Building a resilient nation 

This chapter provides an overview of the NCSC’s work with the Military and steps being taken closer to home to protect citizens from cyber-crimes. This includes the NCSC’s work with City of London Police to encourage people to forward emails they thought could be malicious- a service which has received over 2.3million reports since its launch 4 months ago.  

Defending the digital homeland 24/7 

In the last year the NCSC dealt with 723 cyber security incidents involving almost 1200 victims. These are the highest annual totals since the NCSC was formed in 2016.  

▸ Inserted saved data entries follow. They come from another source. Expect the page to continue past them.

use async_trait::async_trait;
use ha_domain::{FenceResult, Host, Vm};

use crate::error::CoordinatorError;

/// Isolates a lost VM from shared storage and network so it is safe to
/// restart elsewhere. Fencers are consulted in order; the first `Success`
/// wins. `NotApplicable` means this fencer has no opinion for this
/// host/VM pair, not that fencing failed.
#[async_trait]
pub trait Fencer: Send + Sync + 'static {
    fn name(&self) -> &str;

    async fn fence(&self, vm: &Vm, host: &Host) -> Result<FenceResult, CoordinatorError>;
}

/// Consult `fencers` in order; require at least one `Success`.
pub async fn fence_vm(
    fencers: &[std::sync::Arc<dyn Fencer>],
    vm: &Vm,
    host: &Host,
) -> Result<bool, CoordinatorError> {
    for fencer in fencers {
        if fencer.fence(vm, host).await? == FenceResult::Success {
            return Ok(true);
        }
    }
    Ok(false)
}

/// Deterministic fencer that always succeeds, for tests and trial runs with
/// no real isolation mechanism to model.
#[derive(Debug, Default, Clone)]
pub struct AlwaysSucceedsFencer;

#[async_trait]
impl Fencer for AlwaysSucceedsFencer {
    fn name(&self) -> &str {
        "always-succeeds"
    }

    async fn fence(&self, _vm: &Vm, _host: &Host) -> Result<FenceResult, CoordinatorError> {
        Ok(FenceResult::Success)
    }
}

#[cfg(test)]
mod tests {
    use super::*;
    use ha_domain::{HostId, InstanceType, VmId, VmState, ZoneId};
    use std::sync::Arc;

    struct FixedFencer(FenceResult);

    #[async_trait]
    impl Fencer for FixedFencer {
        fn name(&self) -> &str {
            "fixed"
        }

        async fn fence(&self, _vm: &Vm, _host: &Host) -> Result<FenceResult, CoordinatorError> {
            Ok(self.0)
        }
    }

    fn vm() -> Vm {
        Vm {
            id: VmId::new("vm-1"),
            instance_type: InstanceType::User,
            state: VmState::Running,
            host_id: Some(HostId::new("host-1")),
            last_host_id: None,
            zone_id: ZoneId::new("zone-1"),
            update_time: 1,
            ha_enabled: true,
        }
    }

    fn host() -> Host {
        Host {
            id: HostId::new("host-1"),
            zone_id: ZoneId::new("zone-1"),
            hypervisor: "kvm".into(),
            is_routing_only: false,
        }
    }

    #[tokio::test]
    async fn first_success_wins() {
        let fencers: Vec<Arc<dyn Fencer>> = vec![
            Arc::new(FixedFencer(FenceResult::NotApplicable)),
            Arc::new(FixedFencer(FenceResult::Failure)),
            Arc::new(FixedFencer(FenceResult::Success)),
        ];
        assert!(fence_vm(&fencers, &vm(), &host()).await.unwrap());
    }

    #[tokio::test]
    async fn no_success_fails() {
        let fencers: Vec<Arc<dyn Fencer>> = vec![
            Arc::new(FixedFencer(FenceResult::NotApplicable)),
            Arc::new(FixedFencer(FenceResult::Failure)),
        ];
        assert!(!fence_vm(&fencers, &vm(), &host()).await.unwrap());
    }
}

The review also reveals that the nature of cyber-attacks has changed since 2017, with an increase in phishing attacks (from 72% to 86%), and a fall in attacks involving viruses or other malware (from 33% to 16%). See page 84 for a map illustrating the broad geographic spread across the UK of all the cyber incidents between February-July.  

On 5G, the review states that going into 2021, the NCSC is actively supporting DCMS’s diversification strategy. The review also references the NCSC’s analysis into telecoms security risks and their role informing on the forthcoming Telecommunications (Security) Bill.